:: Task material ::

//! Durable snapshots of accumulation state
//!
//! A [`CheckpointRecord`] captures every pipeline: accumulator state, active
//! bucket, cursor and results held for their output period, together with
//! the fingerprint of the frequency configuration that produced them.
//! Floats are stored as IEEE-754 bit patterns, so a restored pipeline
//! continues bit-for-bit like one that never stopped.
//!
//! [`CheckpointStore`] persists one record per engine as a single JSON
//! document. Writes go to a temporary file that is synced and renamed over
//! the previous checkpoint, so a crash mid-write leaves the old one intact.

use std::fs::{self, File};
use std::io::{BufWriter, Write};
use std::path::{Path, PathBuf};

use chrono::NaiveDateTime;
use serde::{Deserialize, Serialize};
use tracing::{debug, info};

use crate::accumulator::{Accumulator, StatKind};
use crate::buckets::Bucket;
use crate::config::EngineConfig;
use crate::error::{Error, Result};
use crate::pipeline::{Pipeline, PipelineState};
use crate::result::StatResult;

/// Format version written by this build
pub const CHECKPOINT_VERSION: u32 = 1;

/// File name used when the checkpoint path is a directory
pub const CHECKPOINT_FILE: &str = "onepass_checkpoint.json";

/// Persisted state of one (variable, statistic kind) pipeline
#[derive(Clone, Debug, PartialEq, Serialize, Deserialize)]
pub struct PipelineSnapshot {
    pub variable: String,
    pub kind: StatKind,
    pub dims: Vec<String>,
    pub accumulator: Accumulator,
    pub bucket: Option<Bucket>,
    pub cursor: Option<NaiveDateTime>,
    pub pending: Vec<StatResult>,
    pub pending_period: Option<(NaiveDateTime, NaiveDateTime)>,
}

/// Snapshot of a whole engine
#[derive(Clone, Debug, PartialEq, Serialize, Deserialize)]
pub struct CheckpointRecord {
    pub version: u32,
    /// xxh3 fingerprint of the frequency configuration
    pub fingerprint: u64,
    /// Readable form of the fingerprinted configuration
    pub frequency: String,
    pub pipelines: Vec<PipelineSnapshot>,
}

impl CheckpointRecord {
    /// Copy the state of every pipeline.
    ///
    /// Takes shared borrows only, so no pipeline can change while the copy
    /// is made.
    pub fn capture<'a>(config: &EngineConfig, pipelines: impl IntoIterator<Item = &'a Pipeline>) -> Self {
        let pipelines = pipelines
            .into_iter()
            .map(|p| PipelineSnapshot {
                variable: p.variable.clone(),
                kind: p.kind,
                dims: p.dims.clone(),
                accumulator: p.accumulator.clone(),
                bucket: p.bucket.clone(),
                cursor: p.cursor,
                pending: p.pending.clone(),
                pending_period: p.pending_period,
            })
            .collect();

        Self {
            version: CHECKPOINT_VERSION,
            fingerprint: config.frequency().fingerprint(),
            frequency: config.frequency().describe(),
            pipelines,
        }
    }

    /// Rebuild live pipelines, validating everything before returning any.
    ///
    /// Fails with `UnsupportedCheckpointVersion` or
    /// `CheckpointConfigMismatch` when the record was written under
    /// different semantics than `config` describes.
    pub fn restore(self, config: &EngineConfig) -> Result<Vec<Pipeline>> {
        if self.version != CHECKPOINT_VERSION {
            return Err(Error::UnsupportedCheckpointVersion {
                expected: CHECKPOINT_VERSION,
                found: self.version,
            });
        }
        if self.fingerprint != config.frequency().fingerprint() {
            return Err(Error::CheckpointConfigMismatch {
                expected: config.frequency().describe(),
                found: self.frequency,
            });
        }

        let mut restored = Vec::with_capacity(self.pipelines.len());
        for snapshot in self.pipelines {
            if !config.variables().contains(&snapshot.variable) || !config.statistics().contains(&snapshot.kind) {
                return Err(Error::CheckpointConfigMismatch {
                    expected: format!("variables {:?} with statistics {:?}", config.variables(), config.statistics()),
                    found: format!("{} {}", snapshot.variable, snapshot.kind),
                });
            }
            let fresh = Accumulator::new(snapshot.kind, config.settings())?;
            if snapshot.accumulator.kind() != snapshot.kind || !snapshot.accumulator.parameters_match(&fresh) {
                return Err(Error::CheckpointConfigMismatch {
                    expected: format!("{} accumulator configured as {:?}", snapshot.kind, config.settings()),
                    found: format!("{} accumulator with different parameters", snapshot.accumulator.kind()),
                });
            }

            restored.push(Pipeline {
                variable: snapshot.variable,
                kind: snapshot.kind,
                dims: snapshot.dims,
                accumulator: snapshot.accumulator,
                bucket: snapshot.bucket,
                cursor: snapshot.cursor,
                pending: snapshot.pending,
                pending_period: snapshot.pending_period,
                state: PipelineState::Resuming,
                max_gap_steps: config.max_gap_steps(),
            });
        }
        Ok(restored)
    }
}

/// Reads and writes the checkpoint document
#[derive(Clone, Debug)]
pub struct CheckpointStore {
    path: PathBuf,
}

impl CheckpointStore {
    /// A `.json` path is used as the checkpoint file; any other path is
    /// treated as a directory holding [`CHECKPOINT_FILE`].
    pub fn new(path: impl AsRef<Path>) -> Self {
        let path = path.as_ref();
        let path = if path.extension().is_some_and(|ext| ext == "json") {
            path.to_path_buf()
        } else {
            path.join(CHECKPOINT_FILE)
        };
        Self { path }
    }

    pub fn path(&self) -> &Path {
        &self.path
    }

    fn temp_path(&self) -> PathBuf {
        self.path.with_extension("json.tmp")
    }

    /// Atomically replace the stored checkpoint with `record`
    pub fn save(&self, record: &CheckpointRecord) -> Result<()> {
        if let Some(parent) = self.path.parent() {
            if !parent.as_os_str().is_empty() {
                fs::create_dir_all(parent)?;
            }
        }

        let temp = self.temp_path();
        {
            let file = File::create(&temp)?;
            let mut writer = BufWriter::new(file);
            serde_json::to_writer(&mut writer, record)?;
            writer.flush()?;
            writer.get_ref().sync_all()?;
        }
        fs::rename(&temp, &self.path)?;

        info!(
            path = %self.path.display(),
            pipelines = record.pipelines.len(),
            "checkpoint written"
        );
        Ok(())
    }

    /// The stored checkpoint, if there is one.
    ///
    /// The version is checked before the rest of the document is decoded.
    pub fn load(&self) -> Result<Option<CheckpointRecord>> {
        let bytes = match fs::read(&self.path) {
            Ok(bytes) => bytes,
            Err(e) if e.kind() == std::io::ErrorKind::NotFound => {
                debug!(path = %self.path.display(), "no checkpoint to load");
                return Ok(None);
            }
            Err(e) => return Err(e.into()),
        };

        let document: serde_json::Value = serde_json::from_slice(&bytes)?;
        let version = document
            .get("version")
            .and_then(serde_json::Value::as_u64)
            .unwrap_or(0) as u32;
        if version != CHECKPOINT_VERSION {
            return Err(Error::UnsupportedCheckpointVersion {
                expected: CHECKPOINT_VERSION,
                found: version,
            });
        }

        let record: CheckpointRecord = serde_json::from_value(document)?;
        info!(
            path = %self.path.display(),
            pipelines = record.pipelines.len(),
            "checkpoint loaded"
        );
        Ok(Some(record))
    }

    /// Delete the stored checkpoint; returns whether one existed
    pub fn remove(&self) -> Result<bool> {
        match fs::remove_file(&self.path) {
            Ok(()) => Ok(true),
            Err(e) if e.kind() == std::io::ErrorKind::NotFound => Ok(false),
            Err(e) => Err(e.into()),
        }
    }
}

#[cfg(test)]
mod tests {
    use super::*;
    use serde_json::json;

    fn config(step: u32) -> EngineConfig {
        EngineConfig::from_value(json!({
            "statistics": ["mean", "max"],
            "statistic_frequency": "daily",
            "output_frequency": "daily",
            "time_step_minutes": step,
            "variables": ["tas"],
            "bias_correction": false
        }))
        .unwrap()
    }

    fn pipelines(config: &EngineConfig) -> Vec<Pipeline> {
        config
            .statistics()
            .iter()
            .map(|&kind| Pipeline::new("tas", kind, config.settings(), None).unwrap())
            .collect()
    }

    #[test]
    fn test_store_paths() {
        let store = CheckpointStore::new("/tmp/run");
        assert_eq!(store.path(), Path::new("/tmp/run/onepass_checkpoint.json"));
        let store = CheckpointStore::new("/tmp/run/state.json");
        assert_eq!(store.path(), Path::new("/tmp/run/state.json"));
    }

    #[test]
    fn test_save_load_remove() {
        let dir = tempfile::tempdir().unwrap();
        let store = CheckpointStore::new(dir.path());
        assert!(store.load().unwrap().is_none());

        let config = config(60);
        let record = CheckpointRecord::capture(&config, &pipelines(&config));
        store.save(&record).unwrap();
        assert!(!store.temp_path().exists());

        let loaded = store.load().unwrap().unwrap();
        assert_eq!(loaded, record);

        assert!(store.remove().unwrap());
        assert!(!store.remove().unwrap());
    }

    #[test]
    fn test_fingerprint_mismatch_rejected() {
        let hourly = config(60);
        let record = CheckpointRecord::capture(&hourly, &pipelines(&hourly));
        let err = record.restore(&config(30)).unwrap_err();
        assert!(matches!(err, Error::CheckpointConfigMismatch { .. }));
        assert!(err.to_string().contains("step=30m"), "{}", err);
    }

    #[test]
    fn test_unknown_statistic_rejected() {
        let config = config(60);
        let mut record = CheckpointRecord::capture(&config, &pipelines(&config));
        record.pipelines[0].kind = StatKind::Min;
        assert!(matches!(record.restore(&config), Err(Error::CheckpointConfigMismatch { .. })));
    }

    #[test]
    fn test_future_version_rejected() {
        let dir = tempfile::tempdir().unwrap();
        let store = CheckpointStore::new(dir.path().join("state.json"));
        fs::write(store.path(), r#"{"version": 99, "layout": "unknown"}"#).unwrap();
        assert!(matches!(
            store.load(),
            Err(Error::UnsupportedCheckpointVersion { found: 99, .. })
        ));
    }

    #[test]
    fn test_restored_pipelines_are_resuming() {
        let config = config(60);
        let record = CheckpointRecord::capture(&config, &pipelines(&config));
        let restored = record.restore(&config).unwrap();
        assert_eq!(restored.len(), 2);
        assert!(restored.iter().all(|p| p.state() == PipelineState::Resuming));
    }
}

:::

**How to complete this task:**
The lines above, from the first through the one containing "and renamed over", must be restated word for word, with nothing added.

**Task output:**
//! Durable snapshots of accumulation state
//!
//! A [`CheckpointRecord`] captures every pipeline: accumulator state, active
//! bucket, cursor and results held for their output period, together with
//! the fingerprint of the frequency configuration that produced them.
//! Floats are stored as IEEE-754 bit patterns, so a restored pipeline
//! continues bit-for-bit like one that never stopped.
//!
//! [`CheckpointStore`] persists one record per engine as a single JSON
//! document. Writes go to a temporary file that is synced and renamed over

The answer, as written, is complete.